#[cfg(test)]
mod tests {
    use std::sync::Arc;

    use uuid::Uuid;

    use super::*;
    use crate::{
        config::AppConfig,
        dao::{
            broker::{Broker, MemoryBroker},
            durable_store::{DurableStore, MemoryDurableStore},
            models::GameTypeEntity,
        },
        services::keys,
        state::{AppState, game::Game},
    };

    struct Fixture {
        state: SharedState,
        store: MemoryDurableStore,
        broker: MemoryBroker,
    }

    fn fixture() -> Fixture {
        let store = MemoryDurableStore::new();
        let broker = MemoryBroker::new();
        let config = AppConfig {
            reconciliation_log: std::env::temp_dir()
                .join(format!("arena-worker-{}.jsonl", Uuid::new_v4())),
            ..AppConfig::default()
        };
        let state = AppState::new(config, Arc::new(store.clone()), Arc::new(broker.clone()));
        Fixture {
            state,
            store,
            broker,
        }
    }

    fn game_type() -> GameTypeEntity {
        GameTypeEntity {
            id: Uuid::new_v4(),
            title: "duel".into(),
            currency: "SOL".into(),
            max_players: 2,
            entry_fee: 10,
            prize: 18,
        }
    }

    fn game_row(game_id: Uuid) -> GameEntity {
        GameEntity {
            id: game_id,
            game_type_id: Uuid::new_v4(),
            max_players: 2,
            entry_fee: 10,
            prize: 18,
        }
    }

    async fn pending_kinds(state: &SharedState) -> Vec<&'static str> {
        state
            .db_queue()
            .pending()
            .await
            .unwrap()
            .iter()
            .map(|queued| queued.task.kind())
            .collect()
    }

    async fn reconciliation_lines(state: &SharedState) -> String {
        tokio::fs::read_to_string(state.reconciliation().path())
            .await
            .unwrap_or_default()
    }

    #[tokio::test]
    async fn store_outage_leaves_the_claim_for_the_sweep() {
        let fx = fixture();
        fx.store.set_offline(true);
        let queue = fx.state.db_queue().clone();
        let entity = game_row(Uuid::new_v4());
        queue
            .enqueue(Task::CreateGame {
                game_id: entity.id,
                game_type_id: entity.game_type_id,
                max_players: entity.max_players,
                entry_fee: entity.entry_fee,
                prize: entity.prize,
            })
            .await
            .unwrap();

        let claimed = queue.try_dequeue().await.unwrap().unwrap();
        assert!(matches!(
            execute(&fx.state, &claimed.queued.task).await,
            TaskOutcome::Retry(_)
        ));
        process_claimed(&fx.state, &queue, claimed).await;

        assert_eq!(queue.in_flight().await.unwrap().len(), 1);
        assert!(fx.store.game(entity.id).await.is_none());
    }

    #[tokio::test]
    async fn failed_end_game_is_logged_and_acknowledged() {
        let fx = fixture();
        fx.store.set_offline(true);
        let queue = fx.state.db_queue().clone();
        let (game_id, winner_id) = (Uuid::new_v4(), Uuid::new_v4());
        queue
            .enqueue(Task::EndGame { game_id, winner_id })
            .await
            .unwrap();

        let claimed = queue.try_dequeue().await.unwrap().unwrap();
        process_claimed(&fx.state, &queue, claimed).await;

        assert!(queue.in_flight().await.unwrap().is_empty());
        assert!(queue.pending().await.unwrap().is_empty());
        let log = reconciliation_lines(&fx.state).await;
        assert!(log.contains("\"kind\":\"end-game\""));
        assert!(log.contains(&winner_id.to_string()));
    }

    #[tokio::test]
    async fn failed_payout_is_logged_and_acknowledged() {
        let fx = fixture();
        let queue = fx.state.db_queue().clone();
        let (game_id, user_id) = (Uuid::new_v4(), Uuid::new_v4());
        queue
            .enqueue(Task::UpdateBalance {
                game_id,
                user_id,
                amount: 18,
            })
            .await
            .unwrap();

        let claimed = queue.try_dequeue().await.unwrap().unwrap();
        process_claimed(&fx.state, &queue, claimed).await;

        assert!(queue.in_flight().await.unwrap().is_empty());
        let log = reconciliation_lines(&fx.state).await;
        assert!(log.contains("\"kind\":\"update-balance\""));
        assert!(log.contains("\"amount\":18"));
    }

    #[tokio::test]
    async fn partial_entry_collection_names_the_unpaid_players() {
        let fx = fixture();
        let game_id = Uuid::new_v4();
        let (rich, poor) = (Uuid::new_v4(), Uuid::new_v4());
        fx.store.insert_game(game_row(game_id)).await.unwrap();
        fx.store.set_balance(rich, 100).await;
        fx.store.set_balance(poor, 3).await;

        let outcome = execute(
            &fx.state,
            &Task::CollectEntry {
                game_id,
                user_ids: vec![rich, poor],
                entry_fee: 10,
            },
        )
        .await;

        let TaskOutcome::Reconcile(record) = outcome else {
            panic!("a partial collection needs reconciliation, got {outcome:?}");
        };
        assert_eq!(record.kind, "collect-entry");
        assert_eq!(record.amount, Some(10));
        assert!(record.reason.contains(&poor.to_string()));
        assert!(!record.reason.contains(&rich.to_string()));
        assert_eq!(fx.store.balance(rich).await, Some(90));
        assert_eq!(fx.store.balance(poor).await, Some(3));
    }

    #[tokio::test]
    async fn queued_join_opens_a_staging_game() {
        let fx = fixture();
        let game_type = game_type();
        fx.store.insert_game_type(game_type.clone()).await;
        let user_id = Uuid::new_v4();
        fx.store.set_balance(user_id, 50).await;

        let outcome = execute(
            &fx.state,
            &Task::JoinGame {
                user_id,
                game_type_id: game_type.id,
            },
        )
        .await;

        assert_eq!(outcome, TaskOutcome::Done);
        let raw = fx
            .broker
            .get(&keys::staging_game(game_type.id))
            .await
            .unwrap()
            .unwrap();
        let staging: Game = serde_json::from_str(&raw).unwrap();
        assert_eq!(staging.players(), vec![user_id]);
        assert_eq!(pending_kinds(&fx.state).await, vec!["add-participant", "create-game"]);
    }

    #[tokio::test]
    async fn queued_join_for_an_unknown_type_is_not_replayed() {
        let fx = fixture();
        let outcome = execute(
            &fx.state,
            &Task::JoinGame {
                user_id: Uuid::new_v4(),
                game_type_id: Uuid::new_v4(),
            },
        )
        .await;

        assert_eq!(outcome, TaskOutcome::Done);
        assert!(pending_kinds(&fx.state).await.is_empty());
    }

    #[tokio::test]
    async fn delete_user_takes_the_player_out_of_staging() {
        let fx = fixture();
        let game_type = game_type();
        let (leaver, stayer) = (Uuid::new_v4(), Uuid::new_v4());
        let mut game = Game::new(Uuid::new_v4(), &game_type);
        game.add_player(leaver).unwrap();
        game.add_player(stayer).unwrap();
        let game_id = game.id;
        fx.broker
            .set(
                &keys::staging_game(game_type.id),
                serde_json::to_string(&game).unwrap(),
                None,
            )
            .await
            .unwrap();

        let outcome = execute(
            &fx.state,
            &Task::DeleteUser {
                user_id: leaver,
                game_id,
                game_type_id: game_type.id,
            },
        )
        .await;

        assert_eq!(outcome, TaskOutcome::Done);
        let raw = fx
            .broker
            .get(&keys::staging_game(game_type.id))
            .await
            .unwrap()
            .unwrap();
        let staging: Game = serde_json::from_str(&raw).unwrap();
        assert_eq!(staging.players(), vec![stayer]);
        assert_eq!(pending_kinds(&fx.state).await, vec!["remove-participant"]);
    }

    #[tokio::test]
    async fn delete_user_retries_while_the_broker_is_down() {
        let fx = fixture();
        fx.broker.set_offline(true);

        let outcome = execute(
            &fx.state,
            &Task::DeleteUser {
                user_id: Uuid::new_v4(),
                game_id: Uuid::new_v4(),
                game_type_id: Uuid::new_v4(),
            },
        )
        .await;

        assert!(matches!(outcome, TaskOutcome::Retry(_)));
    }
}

- - - - -

Look through the entries above; copy every line holding the string "AppState".

• [REPLY TO THE TASK]:
        state::{AppState, game::Game},
        let state = AppState::new(config, Arc::new(store.clone()), Arc::new(broker.clone()));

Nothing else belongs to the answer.